The MVP concept is therefore more of a process than a product and is even applied at the feature level. If a particular feature is very complex or expensive to develop, it can be tested using a Minimum Viable Feature (MVF). The MVF must then, of course, be tried out by potential customers. The feedback received in this way simplifies the decision as to whether the feature should be implemented.

If an initial MVP promises value, it is developed further so that it can be released in a first version. To keep pace with rapid technological change, the focus should be on functions that offer real added value for users. Such an initial marketable product is called a Minimum Marketable Product (MMP) or Minimum Sellable Product (MSP). It reduces time-to-market and validates customer readiness to buy. If an MMP nevertheless turns out to be a flop because it does not find any buyers, feedback is again obtained from the market in order to realign product development accordingly. In any case, a “fast fail” saves time and money.

MVP und MMP mit objectiF RPM

Mapping the relationships between planned features, MVP, MMP with objectiF RPM.

How to work Agile in Practice

Learn more about agility here with objectiF RPM »

objectiF RPM

Minimum Viable Product versus Prototype

Getting feedback from users early on is seen as the solution to costly and therefore risky developments that no one wants. Many agile methods agree on this point. Depending on the industry (software development, web development, hardware development, product development), there are a variety of different early feedback generators: MVP, prototype, pretotype, proof of concept, wireframe, pilot, mock-up and many more. The special thing about the MVP is that it is not a trial balloon, but must be usable in real life and thus generate real data. This is also clear from the comparison of MVP and prototype:

MVP

Must be real usable

Is sustainable in that it is further developed

Captures quantitative feedback (numbers, business value)

Is commercial

Prototype

Is not used live

Is a model that can be disposed

Collects qualitative feedback (opinions)

Is not commercial, but tests feasibility, design, etc.

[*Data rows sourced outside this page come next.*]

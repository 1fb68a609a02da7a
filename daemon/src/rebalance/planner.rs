// Plan generation. Pure over a snapshot of the projection so the policy is
// unit-testable without storage or chain.

use log::debug;
use serde::Serialize;

use meridian_common::{
    config::{BPS_DENOMINATOR, DEFAULT_MAX_SLIPPAGE_BPS, PENDING_OUTFLOW_ALERT_BPS},
    fund::{Amount, AssetHolding, BasisPoints, Tier, TierPolicy},
    rebalance::{PlannedAction, PurchaseMethod, RebalanceAction, TierSnapshot},
};

#[derive(Debug, Clone, Copy, Serialize)]
pub struct TierDeviation {
    pub tier: Tier,
    pub current_ratio_bps: BasisPoints,
    pub target_ratio_bps: BasisPoints,
    // signed, current - target
    pub deviation_bps: i64,
    pub within_bounds: bool,
}

pub fn tier_deviations(state: &TierSnapshot, policy: &TierPolicy) -> Vec<TierDeviation> {
    policy
        .iter()
        .map(|(tier, bounds)| {
            let current = state.tier_ratio_bps(*tier);
            TierDeviation {
                tier: *tier,
                current_ratio_bps: current,
                target_ratio_bps: bounds.target_bps,
                deviation_bps: current as i64 - bounds.target_bps as i64,
                within_bounds: current >= bounds.low_bps && current <= bounds.high_bps,
            }
        })
        .collect()
}

fn ratio_of(total: Amount, bps: BasisPoints) -> Amount {
    total / BPS_DENOMINATOR as u128 * bps as u128
}

// The generation policy, priority 0 (highest) to 3:
//   0. waterfall preparation when confirmed 7d outflow crowds L1+L2
//   1. L1 refill from L2 surplus, then L3 redemption
//   2. L1 drain into L3 shortfall, then L2
//   3. L2 buffer correction
// Actions below `min_amount` are dropped.
pub fn generate_actions(
    state: &TierSnapshot,
    policy: &TierPolicy,
    holdings: &[AssetHolding],
    confirmed_outflow_7d: Amount,
    min_amount: Amount,
) -> Vec<PlannedAction> {
    let mut actions = Vec::new();
    let l1 = state.l1;
    let l2 = state.l2;
    let l3 = state.l3;

    let l1_bounds = policy.get(&Tier::L1).copied();
    let l2_bounds = policy.get(&Tier::L2).copied();
    let l3_bounds = policy.get(&Tier::L3).copied();

    // 0: pending redemption preparation
    let liquid = l1.saturating_add(l2);
    let coverage_floor = liquid / BPS_DENOMINATOR as u128 * PENDING_OUTFLOW_ALERT_BPS as u128;
    if confirmed_outflow_7d > coverage_floor {
        let deficit = confirmed_outflow_7d - coverage_floor;
        actions.push(PlannedAction {
            priority: 0,
            action: RebalanceAction::Waterfall {
                amount_needed: deficit,
                max_tier: Tier::L3,
            },
        });
    }

    // 1: L1 refill
    if let (Some(l1b), Some(l2b)) = (l1_bounds, l2_bounds) {
        let l1_low = ratio_of(state.total_assets, l1b.low_bps);
        if l1 < l1_low {
            let mut deficit = ratio_of(state.total_assets, l1b.target_bps).saturating_sub(l1);
            let l2_surplus = l2.saturating_sub(ratio_of(state.total_assets, l2b.target_bps));
            let transfer = deficit.min(l2_surplus);
            if transfer > 0 {
                actions.push(PlannedAction {
                    priority: 1,
                    action: RebalanceAction::Transfer {
                        from_tier: Tier::L2,
                        to_tier: Tier::L1,
                        amount: transfer,
                    },
                });
                deficit -= transfer;
            }
            if deficit > 0 {
                if let Some(asset) = largest_holding(holdings, Tier::L3) {
                    actions.push(PlannedAction {
                        priority: 1,
                        action: RebalanceAction::Redeem {
                            asset: asset.asset,
                            amount: deficit.min(l3),
                            to_tier: Tier::L1,
                            max_slippage_bps: DEFAULT_MAX_SLIPPAGE_BPS,
                        },
                    });
                } else {
                    debug!("L1 deficit of {} but no L3 holding to redeem", deficit);
                }
            }
        }
    }

    // 2: L1 drain
    if let (Some(l1b), Some(l3b)) = (l1_bounds, l3_bounds) {
        let l1_high = ratio_of(state.total_assets, l1b.high_bps);
        if l1 > l1_high {
            let mut excess = l1.saturating_sub(ratio_of(state.total_assets, l1b.target_bps));
            let l3_shortfall = ratio_of(state.total_assets, l3b.target_bps).saturating_sub(l3);
            let into_l3 = excess.min(l3_shortfall);
            if into_l3 > 0 {
                if let Some(asset) = largest_holding(holdings, Tier::L3) {
                    actions.push(PlannedAction {
                        priority: 2,
                        action: RebalanceAction::Purchase {
                            asset: asset.asset,
                            from_tier: Tier::L1,
                            usdt_amount: into_l3,
                            method: PurchaseMethod::Instant,
                            max_slippage_bps: DEFAULT_MAX_SLIPPAGE_BPS,
                        },
                    });
                    excess -= into_l3;
                }
            }
            if excess > 0 {
                if let Some(asset) = largest_holding(holdings, Tier::L2) {
                    actions.push(PlannedAction {
                        priority: 2,
                        action: RebalanceAction::Purchase {
                            asset: asset.asset,
                            from_tier: Tier::L1,
                            usdt_amount: excess,
                            method: PurchaseMethod::Instant,
                            max_slippage_bps: DEFAULT_MAX_SLIPPAGE_BPS,
                        },
                    });
                } else {
                    actions.push(PlannedAction {
                        priority: 2,
                        action: RebalanceAction::Transfer {
                            from_tier: Tier::L1,
                            to_tier: Tier::L2,
                            amount: excess,
                        },
                    });
                }
            }
        }
    }

    // 3: L2 buffer correction
    if let Some(l2b) = l2_bounds {
        let l2_low = ratio_of(state.total_assets, l2b.low_bps);
        let l2_high = ratio_of(state.total_assets, l2b.high_bps);
        let l2_target = ratio_of(state.total_assets, l2b.target_bps);
        if l2 < l2_low {
            let amount = (l2_target - l2).min(l3);
            if amount > 0 {
                actions.push(PlannedAction {
                    priority: 3,
                    action: RebalanceAction::Transfer {
                        from_tier: Tier::L3,
                        to_tier: Tier::L2,
                        amount,
                    },
                });
            }
        } else if l2 > l2_high {
            actions.push(PlannedAction {
                priority: 3,
                action: RebalanceAction::Transfer {
                    from_tier: Tier::L2,
                    to_tier: Tier::L3,
                    amount: l2 - l2_target,
                },
            });
        }
    }

    actions.retain(|a| a.action.amount() >= min_amount);
    actions.sort_by_key(|a| a.priority);
    actions
}

// Expected state once every action lands; the simulation gate compares this
// against the plan's target
pub fn project_post_state(state: &TierSnapshot, actions: &[PlannedAction]) -> TierSnapshot {
    let mut post = *state;
    for planned in actions {
        match &planned.action {
            RebalanceAction::Transfer {
                from_tier,
                to_tier,
                amount,
            } => {
                let from = post.tier_value(*from_tier);
                post.set_tier_value(*from_tier, from.saturating_sub(*amount));
                let to = post.tier_value(*to_tier);
                post.set_tier_value(*to_tier, to.saturating_add(*amount));
            }
            RebalanceAction::Purchase {
                from_tier,
                usdt_amount,
                ..
            } => {
                let from = post.tier_value(*from_tier);
                post.set_tier_value(*from_tier, from.saturating_sub(*usdt_amount));
                let l3 = post.tier_value(Tier::L3);
                post.set_tier_value(Tier::L3, l3.saturating_add(*usdt_amount));
            }
            RebalanceAction::Redeem {
                amount, to_tier, ..
            } => {
                let l3 = post.tier_value(Tier::L3);
                post.set_tier_value(Tier::L3, l3.saturating_sub(*amount));
                let to = post.tier_value(*to_tier);
                post.set_tier_value(*to_tier, to.saturating_add(*amount));
            }
            RebalanceAction::Waterfall { amount_needed, max_tier } => {
                let mut remaining = *amount_needed;
                for tier in [Tier::L2, Tier::L3] {
                    if tier > *max_tier || remaining == 0 {
                        continue;
                    }
                    let value = post.tier_value(tier);
                    let taken = value.min(remaining);
                    post.set_tier_value(tier, value - taken);
                    remaining -= taken;
                }
                let l1 = post.tier_value(Tier::L1);
                post.set_tier_value(
                    Tier::L1,
                    l1.saturating_add(amount_needed.saturating_sub(remaining)),
                );
            }
        }
    }
    post
}

fn largest_holding(holdings: &[AssetHolding], tier: Tier) -> Option<&AssetHolding> {
    holdings
        .iter()
        .filter(|h| h.tier == tier)
        .max_by_key(|h| h.balance)
}

#[cfg(test)]
mod tests {
    use super::*;
    use meridian_common::{chain::ContractAddress, fund::default_tier_policy};

    fn holdings() -> Vec<AssetHolding> {
        vec![
            AssetHolding {
                asset: ContractAddress::repeat_byte(2),
                tier: Tier::L2,
                balance: 300,
                target_allocation_bps: 0,
                updated_at: 0,
            },
            AssetHolding {
                asset: ContractAddress::repeat_byte(3),
                tier: Tier::L3,
                balance: 550,
                target_allocation_bps: 0,
                updated_at: 0,
            },
        ]
    }

    #[test]
    fn balanced_fund_generates_no_actions() {
        let state = TierSnapshot {
            l1: 1_500_000,
            l2: 3_000_000,
            l3: 5_500_000,
            total_assets: 10_000_000,
        };
        let actions = generate_actions(&state, &default_tier_policy(), &holdings(), 0, 1);
        assert!(actions.is_empty());
    }

    #[test]
    fn l1_refill_prefers_l2_surplus_then_l3() {
        // L1 at 5% (low is 10%), L2 fat at 40%
        let state = TierSnapshot {
            l1: 500_000,
            l2: 4_000_000,
            l3: 5_500_000,
            total_assets: 10_000_000,
        };
        let actions = generate_actions(&state, &default_tier_policy(), &holdings(), 0, 1);
        // deficit to target = 1.0M, l2 surplus = 1.0M: a single transfer
        assert_eq!(actions.len(), 1);
        match &actions[0].action {
            RebalanceAction::Transfer {
                from_tier,
                to_tier,
                amount,
            } => {
                assert_eq!((*from_tier, *to_tier), (Tier::L2, Tier::L1));
                assert_eq!(*amount, 1_000_000);
            }
            other => panic!("unexpected action {:?}", other),
        }
        assert_eq!(actions[0].priority, 1);

        // with a thin L2 the remainder comes from L3
        let state = TierSnapshot {
            l1: 500_000,
            l2: 3_200_000,
            l3: 6_300_000,
            total_assets: 10_000_000,
        };
        let actions = generate_actions(&state, &default_tier_policy(), &holdings(), 0, 1);
        assert_eq!(actions.len(), 2);
        assert!(matches!(
            actions[1].action,
            RebalanceAction::Redeem { amount: 800_000, .. }
        ));
    }

    #[test]
    fn outflow_crunch_emits_priority_zero_waterfall() {
        let state = TierSnapshot {
            l1: 1_500_000,
            l2: 3_000_000,
            l3: 5_500_000,
            total_assets: 10_000_000,
        };
        // outflow of 4.0M exceeds 80% of L1+L2 (3.6M)
        let actions =
            generate_actions(&state, &default_tier_policy(), &holdings(), 4_000_000, 1);
        assert_eq!(actions[0].priority, 0);
        assert!(matches!(
            actions[0].action,
            RebalanceAction::Waterfall {
                amount_needed: 400_000,
                max_tier: Tier::L3
            }
        ));
    }

    #[test]
    fn small_actions_are_dropped_at_the_boundary() {
        let state = TierSnapshot {
            l1: 500_000,
            l2: 4_000_000,
            l3: 5_500_000,
            total_assets: 10_000_000,
        };
        // transfer of exactly 1.0M survives a min of 1.0M
        let actions =
            generate_actions(&state, &default_tier_policy(), &holdings(), 0, 1_000_000);
        assert_eq!(actions.len(), 1);
        // one unit above the action amount: dropped
        let actions =
            generate_actions(&state, &default_tier_policy(), &holdings(), 0, 1_000_001);
        assert!(actions.is_empty());
    }

    #[test]
    fn post_state_projection_reaches_target() {
        let state = TierSnapshot {
            l1: 500_000,
            l2: 4_000_000,
            l3: 5_500_000,
            total_assets: 10_000_000,
        };
        let policy = default_tier_policy();
        let actions = generate_actions(&state, &policy, &holdings(), 0, 1);
        let post = project_post_state(&state, &actions);
        assert_eq!(post.l1, 1_500_000);
        assert_eq!(post.l2, 3_000_000);
    }
}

Frank Robinson, SyncDev Process, Tools and Services

Technically, it (MVP) is the product with maximum ROI divided by risk.

Examples for Minimum Viable Products

Zappos

Zappos is an online retailer with over 50,000 apparel items on sale and annual sales of $1 billion. In 2009, Zappos was purchased by Amazon for $850 million. Zappos founder Nick Swinmurn came up with the idea of selling shoes online in 1999. To validate his business idea, he went to a local mall with a camera, photographed shoes there, posted them for sale on a website, and purchased and shipped the shoes once a customer bought online. With this MVP, he tried out whether there was demand for an online shoe store.

Dropbox

Dropbox founder Drew Houston, was convinced that lightning-fast synchronization of documents stored in the cloud would deliver real value. But unfortunately, investors didn’t believe in his value proposition, and a prototype wasn’t quickly or easily feasible because of the technical complexity and online service component. So he shot a three-minute video demonstrating the technology as already existing in real life. His MVP. After a very short time, he had 75,000 requests from early adopters on his beta waiting list and knew there was a market for Dropbox.